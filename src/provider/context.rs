//! Resolver context for dependency injection.
//!
//! A `ResolverContext` is what factories receive: the container, the scope
//! instance the resolution runs in, and the chain of services currently under
//! construction. It is owned and cheap to clone, so factories may move it into
//! their futures.

use std::any::Any;
use std::sync::Arc;

use async_trait::async_trait;

use super::scope::{ScopeHandle, ScopeInner};
use super::Container;
use crate::error::{DiError, DiResult};
use crate::internal::ResolutionPath;
use crate::key::Key;
use crate::lifetime::{Lifetime, Scope};
use crate::registration::AnyArc;
use crate::traits::ResolverCore;

/// Context passed to factory functions for resolving dependencies.
///
/// # Examples
///
/// ```rust
/// use std::sync::Arc;
/// use scopewire::{Provision, ProviderRegistry, Resolver, Scope, ScopeExit};
///
/// struct Database { url: String }
/// struct UserService { db: Arc<Database> }
///
/// # #[tokio::main(flavor = "current_thread")]
/// # async fn main() -> Result<(), Box<dyn std::error::Error>> {
/// let mut registry = ProviderRegistry::new();
/// registry.add_constant(Database { url: "sqlite::memory:".into() })?;
/// registry.add_scoped(Scope::Request, |ctx| async move {
///     // ctx is a ResolverContext running inside the REQUEST instance
///     let db = ctx.get::<Database>().await?;
///     Ok::<_, scopewire::BoxError>(Provision::new(UserService { db }))
/// })?;
///
/// let container = registry.build(None);
/// let request = container.enter(Scope::Request);
/// let users = request.get::<UserService>().await?;
/// assert_eq!(users.db.url, "sqlite::memory:");
/// request.close(ScopeExit::Completed).await?;
/// # Ok(())
/// # }
/// ```
#[derive(Clone)]
pub struct ResolverContext {
    container: Container,
    scope: Option<Arc<ScopeInner>>,
    path: ResolutionPath,
}

impl ResolverContext {
    pub(crate) fn new(container: Container, scope: Option<Arc<ScopeInner>>, path: ResolutionPath) -> Self {
        Self { container, scope, path }
    }

    /// The container this resolution belongs to.
    pub fn container(&self) -> &Container {
        &self.container
    }

    /// Tag of the scope instance this context runs in, if any.
    pub fn scope(&self) -> Option<Scope> {
        self.scope.as_ref().map(|inner| inner.tag())
    }

    /// Handle to the scope instance this context runs in, for opening nested
    /// scopes.
    pub fn handle(&self) -> Option<ScopeHandle> {
        self.scope.clone().map(ScopeHandle::from_inner)
    }

    /// The resolution algorithm shared by every resolver.
    pub(crate) async fn resolve_key(&self, key: &Key) -> DiResult<AnyArc> {
        let service = key.display_name();
        let path = self.path.enter(service)?;
        let registration = self
            .container
            .lookup(key)
            .ok_or(DiError::NotFound(service))?;

        match registration.lifetime {
            Lifetime::Constant => {
                let ctx = ResolverContext::new(self.container.clone(), None, path);
                let provided = (registration.ctor)(ctx).await?;
                Ok(provided.value)
            }
            Lifetime::Transient => {
                if let Some(scope) = &self.scope {
                    scope.ensure_open()?;
                }
                let ctx = ResolverContext::new(self.container.clone(), self.scope.clone(), path);
                let provided = (registration.ctor)(ctx).await?;
                if let Some(teardown) = provided.teardown {
                    match &self.scope {
                        Some(scope) => scope.adopt(service, teardown).await?,
                        None => {
                            tracing::warn!(service, "transient teardown dropped: resolved outside any scope");
                        }
                    }
                }
                Ok(provided.value)
            }
            Lifetime::Scoped(tag) => {
                let owner = self
                    .scope
                    .as_ref()
                    .and_then(|inner| inner.nearest(tag))
                    .ok_or(DiError::ScopeNotActive { scope: tag, service })?;
                owner.get_or_create(*key, registration, path).await
            }
        }
    }
}

#[async_trait]
impl ResolverCore for ResolverContext {
    async fn resolve_any(&self, key: &Key) -> DiResult<Arc<dyn Any + Send + Sync>> {
        self.resolve_key(key).await
    }
}

impl std::fmt::Debug for ResolverContext {
    fn fmt(&self, f: &mut std::fmt::Formatter<'_>) -> std::fmt::Result {
        f.debug_struct("ResolverContext")
            .field("scope", &self.scope())
            .field("depth", &self.path.depth())
            .finish()
    }
}
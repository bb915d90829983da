use anyhow::Context;
use tokio::net::TcpListener;

use scopewire::settings::{EnvSource, DEFAULT_ENV_FILE};
use scopewire::{bootstrap, logging, ApiBuilder, Settings};

const DEFAULT_HOST: &str = "127.0.0.1";
const DEFAULT_PORT: &str = "8000";

#[tokio::main]
async fn main() -> anyhow::Result<()> {
    let source = EnvSource::from_env_file(DEFAULT_ENV_FILE).context("failed to read environment")?;
    let settings = Settings::from_source(&source).context("invalid settings")?;
    logging::init(settings.debug);

    let container = bootstrap(settings)?;
    let api = ApiBuilder::new(container).build().await?;

    let host = source.get("host").unwrap_or(DEFAULT_HOST);
    let port = source.get("port").unwrap_or(DEFAULT_PORT);
    let listener = TcpListener::bind(format!("{host}:{port}"))
        .await
        .with_context(|| format!("failed to bind {host}:{port}"))?;

    api.serve(listener, shutdown_signal()).await?;
    Ok(())
}

async fn shutdown_signal() {
    if let Err(err) = tokio::signal::ctrl_c().await {
        tracing::error!(error = %err, "failed to listen for ctrl-c");
        std::future::pending::<()>().await;
    }
    tracing::info!("shutdown requested");
}
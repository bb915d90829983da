//! Scope tags and provider lifetimes.

use std::fmt;

/// Named lifecycle phases a provider can be bound to.
///
/// - **Lifespan**: opened when the server starts (or a CLI command begins) and
///   closed at shutdown. Holds process-wide resources such as the database
///   engine.
/// - **Request**: opened around one HTTP request or one CLI command body.
///   Holds per-unit-of-work resources such as the database session.
///
/// # Examples
///
/// ```rust
/// use scopewire::Scope;
///
/// assert_eq!(Scope::Lifespan.as_str(), "lifespan");
/// assert_eq!(Scope::Request.to_string(), "request");
/// ```
#[derive(Debug, Clone, Copy, PartialEq, Eq, Hash)]
pub enum Scope {
    Lifespan,
    Request,
}

impl Scope {
    pub fn as_str(&self) -> &'static str {
        match self {
            Scope::Lifespan => "lifespan",
            Scope::Request => "request",
        }
    }
}

impl fmt::Display for Scope {
    fn fmt(&self, f: &mut fmt::Formatter<'_>) -> fmt::Result {
        f.write_str(self.as_str())
    }
}

/// Provider lifetimes controlling instance caching behavior
///
/// # Examples
///
/// ```rust
/// use scopewire::{Lifetime, Scope};
///
/// assert_eq!(Lifetime::Scoped(Scope::Request).scope(), Some(Scope::Request));
/// assert_eq!(Lifetime::Constant.scope(), None);
/// ```
#[derive(Debug, Clone, Copy, PartialEq, Eq)]
pub enum Lifetime {
    /// One value for the life of the container
    ///
    /// Used for configuration such as `Settings`: built on first request and
    /// handed out unchanged afterwards, inside or outside any scope.
    Constant,
    /// One value per instance of the given scope
    ///
    /// The value is cached in the nearest enclosing instance whose tag
    /// matches. Its teardown runs when that instance closes.
    Scoped(Scope),
    /// New value per resolution, never cached
    Transient,
}

impl Lifetime {
    /// The scope tag this lifetime is bound to, if any.
    pub fn scope(&self) -> Option<Scope> {
        match self {
            Lifetime::Scoped(scope) => Some(*scope),
            Lifetime::Constant | Lifetime::Transient => None,
        }
    }
}

/// How the body bracketed by a scope instance ended.
///
/// Teardowns receive this instead of inspecting errors themselves, so a
/// session can choose between commit and rollback.
#[derive(Debug, Clone, Copy, PartialEq, Eq)]
pub enum ScopeExit {
    Completed,
    Failed,
}

impl ScopeExit {
    /// `Completed` for `Ok`, `Failed` for `Err`.
    pub fn of<T, E>(result: &Result<T, E>) -> Self {
        if result.is_ok() {
            ScopeExit::Completed
        } else {
            ScopeExit::Failed
        }
    }

    pub fn is_failure(&self) -> bool {
        matches!(self, ScopeExit::Failed)
    }
}
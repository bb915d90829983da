use std::ffi::OsString;

use clap::error::ErrorKind;
use clap::Command;

use super::CliApp;
use crate::entrypoint::Entrypoint;
use crate::error::Result;

/// Collects [`CliApp`] groups into a [`Cli`].
///
/// # Examples
///
/// ```rust
/// use scopewire::cli::apps::db::DbApp;
/// use scopewire::{CliBuilder, Entrypoint};
///
/// let cli = CliBuilder::new(Entrypoint::from_env_file(".env.missing"))
///     .include_app(DbApp)
///     .build();
///
/// let names: Vec<_> = cli.command().get_subcommands().map(|c| c.get_name().to_string()).collect();
/// assert_eq!(names, ["db"]);
/// ```
pub struct CliBuilder {
    entrypoint: Entrypoint,
    apps: Vec<Box<dyn CliApp>>,
}

impl CliBuilder {
    pub fn new(entrypoint: Entrypoint) -> Self {
        Self {
            entrypoint,
            apps: Vec::new(),
        }
    }

    pub fn include_app(mut self, app: impl CliApp + 'static) -> Self {
        self.apps.push(Box::new(app));
        self
    }

    pub fn include_apps(mut self, apps: impl IntoIterator<Item = Box<dyn CliApp>>) -> Self {
        self.apps.extend(apps);
        self
    }

    pub fn build(self) -> Cli {
        let mut command = Command::new(env!("CARGO_PKG_NAME"))
            .version(env!("CARGO_PKG_VERSION"))
            .about(env!("CARGO_PKG_DESCRIPTION"))
            .subcommand_required(true)
            .arg_required_else_help(true);
        for app in &self.apps {
            command = command.subcommand(app.command());
        }
        Cli {
            command,
            apps: self.apps,
            entrypoint: self.entrypoint,
        }
    }
}

/// The assembled root command.
pub struct Cli {
    command: Command,
    apps: Vec<Box<dyn CliApp>>,
    entrypoint: Entrypoint,
}

impl Cli {
    pub fn command(&self) -> &Command {
        &self.command
    }

    pub fn entrypoint(&self) -> &Entrypoint {
        &self.entrypoint
    }

    /// Parses the process arguments and dispatches.
    pub fn run(&self) -> Result<()> {
        self.run_from(std::env::args_os())
    }

    /// Parses `args` (program name first) and dispatches to the matching group.
    pub fn run_from<I, T>(&self, args: I) -> Result<()>
    where
        I: IntoIterator<Item = T>,
        T: Into<OsString> + Clone,
    {
        let matches = self.command.clone().try_get_matches_from(args)?;
        let Some((name, sub_matches)) = matches.subcommand() else {
            return Err(self
                .command
                .clone()
                .error(ErrorKind::MissingSubcommand, "a command is required")
                .into());
        };

        let app = self
            .apps
            .iter()
            .find(|app| app.command().get_name() == name)
            .ok_or_else(|| {
                self.command
                    .clone()
                    .error(ErrorKind::InvalidSubcommand, format!("unknown command {name}"))
            })?;
        tracing::debug!(command = name, "dispatching");
        app.dispatch(&self.entrypoint, sub_matches)
    }
}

## TASK BRIEF
One number is the full answer: how many lines of the records include the string "Lifespan".

## RESULT BELOW
4